メキシコ料理の店 ラ・カシータ/Restaourante La Casita Cocina Mexicana

オーナーシェフのコラム

第69章

生徒達の好奇心沸騰

メキシコ人の主食であるトルティージャ。トウモロコシを練った生地を薄く円形に伸ばして焼いたものであるが、伸ばす際の作業が独特なのである。日本をはじめ、フランス、イタリア、中国等、世界の粉生地文化は例外なく綿棒で調理するのが常識。ところがメキシコでは2枚の板で挟み、圧力を加える。通称、Maquina(マキナ)と呼ばれるこの道具は梃子の原理を応用したもので、丸い生地だけでなく、三角、四角でも見事に円形に仕上がる。遥か昔は植物の大きい葉っぱやバナナの葉で挟んでいたが、この方法に辿り着いでからは木製だけではなく、近代では鉄やアルミ製のものが本国では一般に売られている。後半の授業は生地を練り、トルティージャを焼くところから始まった。外来講師は講義と原理のデモンストレーションだけで良かったはずが、生徒達の好奇心はそれを超え、何人もが席を立ち教壇の側に集まってきた。
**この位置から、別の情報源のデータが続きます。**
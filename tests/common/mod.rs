#![allow(dead_code)]

//! Shared fixtures: tracing, recording interceptors, a fake transport,
//! sample components and a raw HTTP client.

pub mod tracing_init {
    use std::sync::Once;

    static INIT: Once = Once::new();

    /// Install a test-writer subscriber once per test binary.
    pub fn init() {
        INIT.call_once(|| {
            let _ = tracing_subscriber::fmt()
                .with_env_filter(
                    tracing_subscriber::EnvFilter::try_from_default_env()
                        .unwrap_or_else(|_| tracing_subscriber::EnvFilter::new("warn")),
                )
                .with_test_writer()
                .try_init();
        });
    }
}

pub mod interceptors {
    use std::sync::Arc;
    use std::time::Duration;

    use brrtboot::aspect::CheckOutcome;
    use brrtboot::interceptor::Interceptor;
    use brrtboot::server::{HttpRequest, HttpResponse};
    use parking_lot::Mutex;

    pub type EventLog = Arc<Mutex<Vec<String>>>;

    #[must_use]
    pub fn event_log() -> EventLog {
        Arc::new(Mutex::new(Vec::new()))
    }

    /// Appends `"<name>.before <path>"` / `"<name>.after <status>"` to a shared log.
    pub struct RecordingInterceptor {
        pub name: &'static str,
        pub log: EventLog,
        pub short_circuit: Option<u16>,
        pub fail_after: bool,
        pub panic_before: bool,
    }

    impl RecordingInterceptor {
        pub fn new(name: &'static str, log: &EventLog) -> Self {
            Self {
                name,
                log: Arc::clone(log),
                short_circuit: None,
                fail_after: false,
                panic_before: false,
            }
        }

        pub fn short_circuit(mut self, status: u16) -> Self {
            self.short_circuit = Some(status);
            self
        }

        pub fn fail_after(mut self) -> Self {
            self.fail_after = true;
            self
        }

        pub fn panic_before(mut self) -> Self {
            self.panic_before = true;
            self
        }
    }

    impl Interceptor for RecordingInterceptor {
        fn before(&self, req: &mut HttpRequest) -> CheckOutcome {
            self.log.lock().push(format!("{}.before {}", self.name, req.path));
            if self.panic_before {
                panic!("{} exploded", self.name);
            }
            match self.short_circuit {
                Some(status) => CheckOutcome::reject(status, self.name),
                None => CheckOutcome::Continue,
            }
        }

        fn after(
            &self,
            _req: &HttpRequest,
            resp: &mut HttpResponse,
            _elapsed: Duration,
        ) -> anyhow::Result<()> {
            self.log.lock().push(format!("{}.after {}", self.name, resp.status));
            if self.fail_after {
                anyhow::bail!("{} after failed", self.name);
            }
            resp.set_header(&format!("x-after-{}", self.name), "1");
            Ok(())
        }
    }
}

pub mod transport {
    use std::net::SocketAddr;
    use std::sync::atomic::{AtomicUsize, Ordering};
    use std::sync::Arc;

    use brrtboot::config::ServerConfig;
    use brrtboot::server::{AppService, Listener, Transport};
    use parking_lot::Mutex;

    /// Records starts and stops, keeps the last service for in-process requests.
    #[derive(Default)]
    pub struct FakeTransport {
        pub starts: Arc<AtomicUsize>,
        pub stops: Arc<AtomicUsize>,
        pub fail: bool,
        pub last_service: Mutex<Option<AppService>>,
        pub last_port: Mutex<Option<u16>>,
    }

    impl FakeTransport {
        pub fn failing() -> Self {
            Self {
                fail: true,
                ..Self::default()
            }
        }

        pub fn service(&self) -> Option<AppService> {
            self.last_service.lock().clone()
        }

        pub fn starts(&self) -> usize {
            self.starts.load(Ordering::SeqCst)
        }

        pub fn stops(&self) -> usize {
            self.stops.load(Ordering::SeqCst)
        }
    }

    struct FakeListener {
        addr: SocketAddr,
        stops: Arc<AtomicUsize>,
    }

    impl Listener for FakeListener {
        fn local_addr(&self) -> Option<SocketAddr> {
            Some(self.addr)
        }

        fn stop(self: Box<Self>) {
            self.stops.fetch_add(1, Ordering::SeqCst);
        }
    }

    impl Transport for FakeTransport {
        fn start(
            &self,
            config: &ServerConfig,
            service: AppService,
        ) -> anyhow::Result<Box<dyn Listener>> {
            if self.fail {
                anyhow::bail!("address already in use");
            }
            self.starts.fetch_add(1, Ordering::SeqCst);
            *self.last_service.lock() = Some(service);
            *self.last_port.lock() = Some(config.port);
            Ok(Box::new(FakeListener {
                addr: SocketAddr::from(([127, 0, 0, 1], config.port)),
                stops: Arc::clone(&self.stops),
            }))
        }
    }
}

pub mod components {
    use std::collections::HashMap;
    use std::sync::Arc;

    use brrtboot::aspect::{
        AuthenticationAspect, CheckOutcome, PermissionsAspect, RequiresAuthentication,
        RequiresPermissions,
    };
    use brrtboot::container::{Component, ComponentDef, Inject, Injector, Registry};
    use brrtboot::cors::CorsPolicy;
    use brrtboot::reply::Reply;
    use brrtboot::router::{
        Action, ActionContext, ActionMeta, Controller, OwnerInfo, ParamType, Routes,
    };
    use brrtboot::server::HttpRequest;
    use parking_lot::Mutex;
    use serde_json::json;

    pub struct PingController;

    impl Component for PingController {}

    impl Controller for PingController {
        fn routes(self: Arc<Self>, routes: &mut Routes<'_>) {
            routes.get("/ping", Action::new("ping", |_ctx: &ActionContext<'_>| "pong"));
        }
    }

    pub trait UserDirectory: Send + Sync {
        fn name_of(&self, id: i64) -> Option<String>;
        fn add(&self, name: &str) -> i64;
    }

    pub struct InMemoryUsers {
        users: Mutex<HashMap<i64, String>>,
    }

    impl Default for InMemoryUsers {
        fn default() -> Self {
            let mut users = HashMap::new();
            users.insert(1, "ada".to_string());
            users.insert(2, "grace".to_string());
            Self {
                users: Mutex::new(users),
            }
        }
    }

    impl Component for InMemoryUsers {}

    impl UserDirectory for InMemoryUsers {
        fn name_of(&self, id: i64) -> Option<String> {
            self.users.lock().get(&id).cloned()
        }

        fn add(&self, name: &str) -> i64 {
            let mut users = self.users.lock();
            let id = users.keys().max().copied().unwrap_or(0) + 1;
            users.insert(id, name.to_string());
            id
        }
    }

    pub fn user_directory_def() -> ComponentDef<InMemoryUsers> {
        ComponentDef::new(InMemoryUsers::default())
            .provides::<dyn UserDirectory>(|c| c as Arc<dyn UserDirectory>)
    }

    /// `/users/...` routes over an injected [`UserDirectory`].
    #[derive(Default)]
    pub struct UserController {
        pub users: Inject<dyn UserDirectory>,
    }

    impl Component for UserController {
        fn wire(&self, injector: &mut Injector<'_>) {
            injector.inject(&self.users);
        }
    }

    impl Controller for UserController {
        fn routes(self: Arc<Self>, routes: &mut Routes<'_>) {
            routes
                .get(
                    "/users/{id}",
                    Action::bind(&self, "get_user", |this: &UserController, ctx: &ActionContext<'_>| {
                        let id = ctx.int("id").unwrap_or_default();
                        let users = this
                            .users
                            .get()
                            .ok_or_else(|| anyhow::anyhow!("user directory not wired"))?;
                        Ok::<_, anyhow::Error>(match users.name_of(id) {
                            Some(name) => Reply::json(json!({ "id": id, "name": name })),
                            None => Reply::Response(brrtboot::server::HttpResponse::error(
                                404,
                                "no such user",
                            )),
                        })
                    })
                    .param("id", ParamType::Integer),
                )
                .post(
                    "/users",
                    Action::bind(&self, "add_user", |this: &UserController, ctx: &ActionContext<'_>| {
                        let name = ctx.str("name").unwrap_or_default().to_string();
                        let users = this
                            .users
                            .get()
                            .ok_or_else(|| anyhow::anyhow!("user directory not wired"))?;
                        Ok::<_, anyhow::Error>(json!({ "id": users.add(&name), "name": name }))
                    })
                    .param("name", ParamType::String),
                );
        }
    }

    /// Actions that fault on purpose.
    pub struct FaultyController;

    impl Component for FaultyController {}

    impl Controller for FaultyController {
        fn routes(self: Arc<Self>, routes: &mut Routes<'_>) {
            routes
                .get(
                    "/fail",
                    Action::new("fail", |_ctx: &ActionContext<'_>| -> anyhow::Result<Reply> {
                        anyhow::bail!("database unavailable")
                    }),
                )
                .get(
                    "/boom",
                    Action::new("boom", |_ctx: &ActionContext<'_>| -> Reply {
                        panic!("handler blew up")
                    }),
                )
                .get("/empty", Action::new("empty", |_ctx: &ActionContext<'_>| ()));
        }
    }

    /// Guarded routes plus controller-level CORS.
    pub struct AdminController;

    impl Component for AdminController {}

    impl Controller for AdminController {
        fn routes(self: Arc<Self>, routes: &mut Routes<'_>) {
            routes
                .get(
                    "/admin/report",
                    Action::new("report", |ctx: &ActionContext<'_>| {
                        let user = ctx
                            .attribute("user")
                            .and_then(|v| v.as_str())
                            .unwrap_or("anonymous")
                            .to_string();
                        json!({ "report": "ok", "user": user })
                    })
                    .requires_authentication()
                    .requires_permissions(RequiresPermissions::all(&["reports:read"])),
                )
                .get(
                    "/admin/open",
                    Action::new("open", |_ctx: &ActionContext<'_>| "open")
                        .cors(CorsPolicy::default().with_origins(&["https://action.example"])),
                );
        }

        fn cors(&self) -> Option<CorsPolicy> {
            Some(CorsPolicy::default().with_origins(&["https://owner.example"]))
        }
    }

    /// Authenticates on an `x-user` header.
    #[derive(Default)]
    pub struct HeaderAuthentication {
        pub seen: Mutex<Vec<String>>,
    }

    impl Component for HeaderAuthentication {}

    impl AuthenticationAspect for HeaderAuthentication {
        fn check(
            &self,
            req: &HttpRequest,
            owner: &OwnerInfo,
            action: &ActionMeta,
            _decl: &RequiresAuthentication,
        ) -> CheckOutcome {
            self.seen
                .lock()
                .push(format!("{}::{}", owner.type_name, action.name));
            match req.get_header("x-user") {
                Some(_) => CheckOutcome::Continue,
                None => CheckOutcome::reject(401, "authentication required"),
            }
        }
    }

    /// Grants the comma-separated permissions of an `x-perms` header.
    #[derive(Default)]
    pub struct HeaderPermissions;

    impl Component for HeaderPermissions {}

    impl PermissionsAspect for HeaderPermissions {
        fn check(
            &self,
            req: &HttpRequest,
            _owner: &OwnerInfo,
            _action: &ActionMeta,
            decl: &RequiresPermissions,
        ) -> CheckOutcome {
            let granted: Vec<&str> = req
                .get_header("x-perms")
                .map(|p| p.split(',').map(str::trim).collect())
                .unwrap_or_default();
            if decl.is_satisfied_by(&granted) {
                CheckOutcome::Continue
            } else {
                CheckOutcome::reject(403, "missing permission")
            }
        }
    }

    /// Register every sample controller and service.
    pub fn register_samples(registry: &mut Registry) {
        registry.register_with(user_directory_def());
        registry.register_controller(PingController);
        registry.register_controller(UserController::default());
        registry.register_controller(FaultyController);
        registry.register_controller(AdminController);
    }

    pub fn register_aspects(registry: &mut Registry) {
        registry.register_with(
            ComponentDef::new(HeaderAuthentication::default())
                .provides::<dyn AuthenticationAspect>(|c| c as Arc<dyn AuthenticationAspect>),
        );
        registry.register_with(
            ComponentDef::new(HeaderPermissions)
                .provides::<dyn PermissionsAspect>(|c| c as Arc<dyn PermissionsAspect>),
        );
    }
}

pub mod http {
    use std::io::{Read, Write};
    use std::net::{SocketAddr, TcpStream};
    use std::time::Duration;

    /// Send a raw request and read until the peer goes quiet.
    pub fn send_request(addr: &SocketAddr, req: &str) -> String {
        let mut stream = TcpStream::connect(addr).unwrap();
        stream.write_all(req.as_bytes()).unwrap();
        stream
            .set_read_timeout(Some(Duration::from_millis(300)))
            .unwrap();
        let mut buf = Vec::new();
        loop {
            let mut tmp = [0u8; 1024];
            match stream.read(&mut tmp) {
                Ok(0) => break,
                Ok(n) => buf.extend_from_slice(&tmp[..n]),
                Err(ref e)
                    if e.kind() == std::io::ErrorKind::WouldBlock
                        || e.kind() == std::io::ErrorKind::TimedOut =>
                {
                    break
                }
                Err(e) => panic!("read error: {:?}", e),
            }
        }
        String::from_utf8_lossy(&buf).to_string()
    }

    /// (status, headers lowercased, body)
    pub fn parse_response(resp: &str) -> (u16, Vec<(String, String)>, String) {
        let (head, body) = resp.split_once("\r\n\r\n").unwrap_or((resp, ""));
        let mut status = 0;
        let mut headers = Vec::new();
        for line in head.lines() {
            if line.starts_with("HTTP/1.1") {
                status = line
                    .split_whitespace()
                    .nth(1)
                    .unwrap_or("0")
                    .parse()
                    .unwrap_or(0);
            } else if let Some((name, value)) = line.split_once(':') {
                headers.push((name.trim().to_ascii_lowercase(), value.trim().to_string()));
            }
        }
        (status, headers, body.to_string())
    }

    pub fn header<'a>(headers: &'a [(String, String)], name: &str) -> Option<&'a str> {
        headers
            .iter()
            .find(|(n, _)| n == name)
            .map(|(_, v)| v.as_str())
    }
}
自分達もやりたいと声を上げ、教授に哀願しているのである。彼らがここまで積極的に夢中になる状況は今まで無いですねと、教授達も感心するばかりだった。こうして前代未聞の調理実習が行われた。行列に並び、一人一人が楽しげに生地を伸ばし、トルティージャを焼いている光景は講師冥利に尽きる思いだった。海老のアヒージョまでの講習が終了し、質疑応答に入っても教室の興奮は収まらなかった。時間が来たので終りを告げると、何と全員から拍手が送られた。

教室を出ると、廊下まで幾人かが追いかけて来て、「先生、一緒に写真をお願いします」と列を作っていた。握手までは有っても、写真は珍しいと聞かされた。控室に戻り、茶話会の折、講義に参加した教授達に三木御大が「君たちもあんな授業ができないのか?」と冗談粧して叱っていたのが照れ臭かった。その夜は近所の和食屋で三木教授、永井学部長と共に料理談義に花が咲き、心身が充足感に満ちた1日だった。次の年、再度呼ばれた。教室に向かう途中だった。永井部長から「先生、講義内容は昨年と同じで結構なんですが、終了前の15分~20分くらい、ご自身の人生を話していただけませんか?」と申し出があった。訳を聞くと、辻調の生徒達は2年の習学で調理の全てを網羅したと思い込み、実社会に出てから戸惑いがあったり自信喪失になる子が多い。先生のように美味しいものを作りたい思いや、選んだ答えに夢中になる話が必要ではと、昨年の授業で感じました。と懇願された。調理を志した以上は、どんな状況でも食べて貰う相手に美味しさの感動を与えるのが使命、生徒達にそれが伝わるならそれも役目と快諾し、講義も終盤に差し掛かる頃、断りを入れて10代~20代の自身の出来事を話してみた。意外に聞き入ってくれ、チャイムが鳴った瞬間、昨年同様拍手が起きた。一人の生徒が駆け寄ってきた。「去年からこの授業を楽しみにしてました。先生のようになりたいです」と握手を求められた。以後、毎年呼ばれているが、掛け離れた年の同胞たちに期待する熱意は変わらない。